Segment Start: Exercise material
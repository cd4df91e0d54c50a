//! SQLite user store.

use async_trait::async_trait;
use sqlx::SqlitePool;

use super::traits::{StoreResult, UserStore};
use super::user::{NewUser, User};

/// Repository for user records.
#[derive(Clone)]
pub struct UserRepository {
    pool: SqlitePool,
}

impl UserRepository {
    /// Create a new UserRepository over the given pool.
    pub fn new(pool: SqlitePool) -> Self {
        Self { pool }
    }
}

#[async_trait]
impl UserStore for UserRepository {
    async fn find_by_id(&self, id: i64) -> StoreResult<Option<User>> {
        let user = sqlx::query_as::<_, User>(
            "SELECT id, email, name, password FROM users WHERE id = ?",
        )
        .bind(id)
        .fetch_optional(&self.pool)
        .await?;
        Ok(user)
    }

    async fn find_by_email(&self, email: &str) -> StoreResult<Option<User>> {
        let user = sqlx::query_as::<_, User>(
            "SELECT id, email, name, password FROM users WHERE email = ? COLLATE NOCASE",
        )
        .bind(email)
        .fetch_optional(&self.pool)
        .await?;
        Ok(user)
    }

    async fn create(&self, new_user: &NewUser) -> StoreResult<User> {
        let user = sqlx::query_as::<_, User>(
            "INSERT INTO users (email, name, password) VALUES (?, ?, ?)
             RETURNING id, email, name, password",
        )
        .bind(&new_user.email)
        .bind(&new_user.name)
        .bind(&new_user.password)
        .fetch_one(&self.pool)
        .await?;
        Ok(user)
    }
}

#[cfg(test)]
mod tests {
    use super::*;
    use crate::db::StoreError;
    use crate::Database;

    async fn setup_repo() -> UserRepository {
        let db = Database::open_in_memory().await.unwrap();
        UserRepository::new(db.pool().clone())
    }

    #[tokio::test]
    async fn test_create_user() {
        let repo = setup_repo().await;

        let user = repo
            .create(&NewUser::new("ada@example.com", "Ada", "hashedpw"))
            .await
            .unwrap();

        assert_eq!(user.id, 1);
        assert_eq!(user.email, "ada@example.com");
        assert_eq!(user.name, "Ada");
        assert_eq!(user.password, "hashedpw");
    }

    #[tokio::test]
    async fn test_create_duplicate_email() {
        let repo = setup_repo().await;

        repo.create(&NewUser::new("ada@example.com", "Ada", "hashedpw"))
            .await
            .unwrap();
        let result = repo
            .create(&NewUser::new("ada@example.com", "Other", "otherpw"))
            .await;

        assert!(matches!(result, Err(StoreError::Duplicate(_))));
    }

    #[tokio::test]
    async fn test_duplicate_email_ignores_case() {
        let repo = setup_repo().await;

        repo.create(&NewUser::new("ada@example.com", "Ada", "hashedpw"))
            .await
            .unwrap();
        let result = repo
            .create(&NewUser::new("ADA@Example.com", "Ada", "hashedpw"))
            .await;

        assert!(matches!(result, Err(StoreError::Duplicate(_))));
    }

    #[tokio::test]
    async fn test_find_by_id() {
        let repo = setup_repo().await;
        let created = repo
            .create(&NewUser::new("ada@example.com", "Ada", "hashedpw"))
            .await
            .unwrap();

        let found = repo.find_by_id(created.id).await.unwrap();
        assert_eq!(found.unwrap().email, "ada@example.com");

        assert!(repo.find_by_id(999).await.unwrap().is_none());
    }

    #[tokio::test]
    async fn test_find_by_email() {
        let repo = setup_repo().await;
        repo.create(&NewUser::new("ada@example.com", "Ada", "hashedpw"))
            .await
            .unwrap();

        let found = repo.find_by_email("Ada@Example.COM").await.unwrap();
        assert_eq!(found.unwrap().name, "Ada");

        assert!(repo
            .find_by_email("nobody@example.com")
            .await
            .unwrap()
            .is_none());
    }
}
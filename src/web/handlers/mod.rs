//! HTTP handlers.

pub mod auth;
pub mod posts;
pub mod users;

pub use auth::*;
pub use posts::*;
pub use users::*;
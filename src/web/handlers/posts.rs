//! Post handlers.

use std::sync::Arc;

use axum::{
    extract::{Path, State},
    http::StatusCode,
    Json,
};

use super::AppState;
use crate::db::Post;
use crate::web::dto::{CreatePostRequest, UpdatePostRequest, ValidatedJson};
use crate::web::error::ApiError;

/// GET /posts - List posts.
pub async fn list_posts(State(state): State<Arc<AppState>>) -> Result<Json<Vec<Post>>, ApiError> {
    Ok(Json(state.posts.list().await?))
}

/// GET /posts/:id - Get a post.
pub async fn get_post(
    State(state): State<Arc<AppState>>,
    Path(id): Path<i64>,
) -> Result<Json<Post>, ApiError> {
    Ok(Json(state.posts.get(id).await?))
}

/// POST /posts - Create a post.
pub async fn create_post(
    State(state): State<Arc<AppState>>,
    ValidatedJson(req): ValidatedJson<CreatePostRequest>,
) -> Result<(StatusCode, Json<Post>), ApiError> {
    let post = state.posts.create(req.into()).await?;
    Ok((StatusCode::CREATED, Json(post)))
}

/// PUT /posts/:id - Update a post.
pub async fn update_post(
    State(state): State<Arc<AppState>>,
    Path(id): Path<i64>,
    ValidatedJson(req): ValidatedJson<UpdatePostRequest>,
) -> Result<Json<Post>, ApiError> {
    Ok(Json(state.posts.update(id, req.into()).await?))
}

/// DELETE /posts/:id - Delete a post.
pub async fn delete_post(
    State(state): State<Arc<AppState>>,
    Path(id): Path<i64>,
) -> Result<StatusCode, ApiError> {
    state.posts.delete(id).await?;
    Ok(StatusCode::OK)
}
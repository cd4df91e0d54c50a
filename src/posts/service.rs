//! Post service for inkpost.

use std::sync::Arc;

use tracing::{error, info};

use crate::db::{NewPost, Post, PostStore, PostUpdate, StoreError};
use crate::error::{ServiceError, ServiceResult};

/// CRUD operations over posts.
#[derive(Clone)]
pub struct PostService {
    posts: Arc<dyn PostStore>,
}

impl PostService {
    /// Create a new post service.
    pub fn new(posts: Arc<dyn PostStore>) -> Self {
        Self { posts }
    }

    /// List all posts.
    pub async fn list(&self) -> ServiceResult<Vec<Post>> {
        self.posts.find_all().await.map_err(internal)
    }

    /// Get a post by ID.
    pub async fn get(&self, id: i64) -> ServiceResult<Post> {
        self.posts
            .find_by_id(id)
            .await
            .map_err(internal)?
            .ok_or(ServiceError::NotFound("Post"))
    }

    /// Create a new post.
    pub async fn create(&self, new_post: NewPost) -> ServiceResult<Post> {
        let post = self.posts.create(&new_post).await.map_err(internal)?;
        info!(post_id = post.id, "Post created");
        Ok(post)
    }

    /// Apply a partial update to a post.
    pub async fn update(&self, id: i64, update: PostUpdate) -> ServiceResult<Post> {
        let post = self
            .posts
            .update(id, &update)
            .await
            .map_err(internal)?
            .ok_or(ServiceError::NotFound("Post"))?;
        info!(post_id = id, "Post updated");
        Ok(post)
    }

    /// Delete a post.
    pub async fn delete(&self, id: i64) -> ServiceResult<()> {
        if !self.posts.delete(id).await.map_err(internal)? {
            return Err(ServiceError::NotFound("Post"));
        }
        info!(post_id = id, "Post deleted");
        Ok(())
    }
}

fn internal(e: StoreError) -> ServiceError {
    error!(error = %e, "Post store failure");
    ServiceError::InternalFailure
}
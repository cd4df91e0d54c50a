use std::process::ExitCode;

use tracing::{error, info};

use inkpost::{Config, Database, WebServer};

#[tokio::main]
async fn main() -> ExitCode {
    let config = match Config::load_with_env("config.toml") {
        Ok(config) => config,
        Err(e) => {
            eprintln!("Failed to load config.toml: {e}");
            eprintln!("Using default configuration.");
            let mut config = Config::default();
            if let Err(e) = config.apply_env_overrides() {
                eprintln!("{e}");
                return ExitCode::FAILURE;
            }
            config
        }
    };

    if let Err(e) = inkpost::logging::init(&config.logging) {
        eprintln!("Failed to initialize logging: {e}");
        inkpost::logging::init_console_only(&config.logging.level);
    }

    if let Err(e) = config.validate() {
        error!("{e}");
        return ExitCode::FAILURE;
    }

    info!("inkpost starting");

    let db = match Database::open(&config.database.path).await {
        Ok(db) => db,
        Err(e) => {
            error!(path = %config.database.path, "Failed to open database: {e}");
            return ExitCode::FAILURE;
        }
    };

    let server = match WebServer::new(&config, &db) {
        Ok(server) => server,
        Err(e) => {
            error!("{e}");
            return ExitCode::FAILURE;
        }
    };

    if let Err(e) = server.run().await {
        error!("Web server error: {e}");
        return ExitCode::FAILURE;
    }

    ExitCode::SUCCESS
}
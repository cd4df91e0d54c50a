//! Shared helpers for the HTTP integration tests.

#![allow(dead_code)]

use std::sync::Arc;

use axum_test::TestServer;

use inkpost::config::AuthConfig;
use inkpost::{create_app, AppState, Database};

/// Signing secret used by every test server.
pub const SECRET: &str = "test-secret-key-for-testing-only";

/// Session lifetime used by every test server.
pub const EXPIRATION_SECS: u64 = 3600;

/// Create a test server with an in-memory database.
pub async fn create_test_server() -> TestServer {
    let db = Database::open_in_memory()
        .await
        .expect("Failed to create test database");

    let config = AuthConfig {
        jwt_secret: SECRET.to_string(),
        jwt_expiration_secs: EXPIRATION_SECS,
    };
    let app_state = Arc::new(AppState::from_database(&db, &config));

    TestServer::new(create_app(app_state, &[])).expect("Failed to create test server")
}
Segment End: Exercise material
What to do: Provide only the count of lines in the material above that hold the word "PostUpdate".

Response area: 2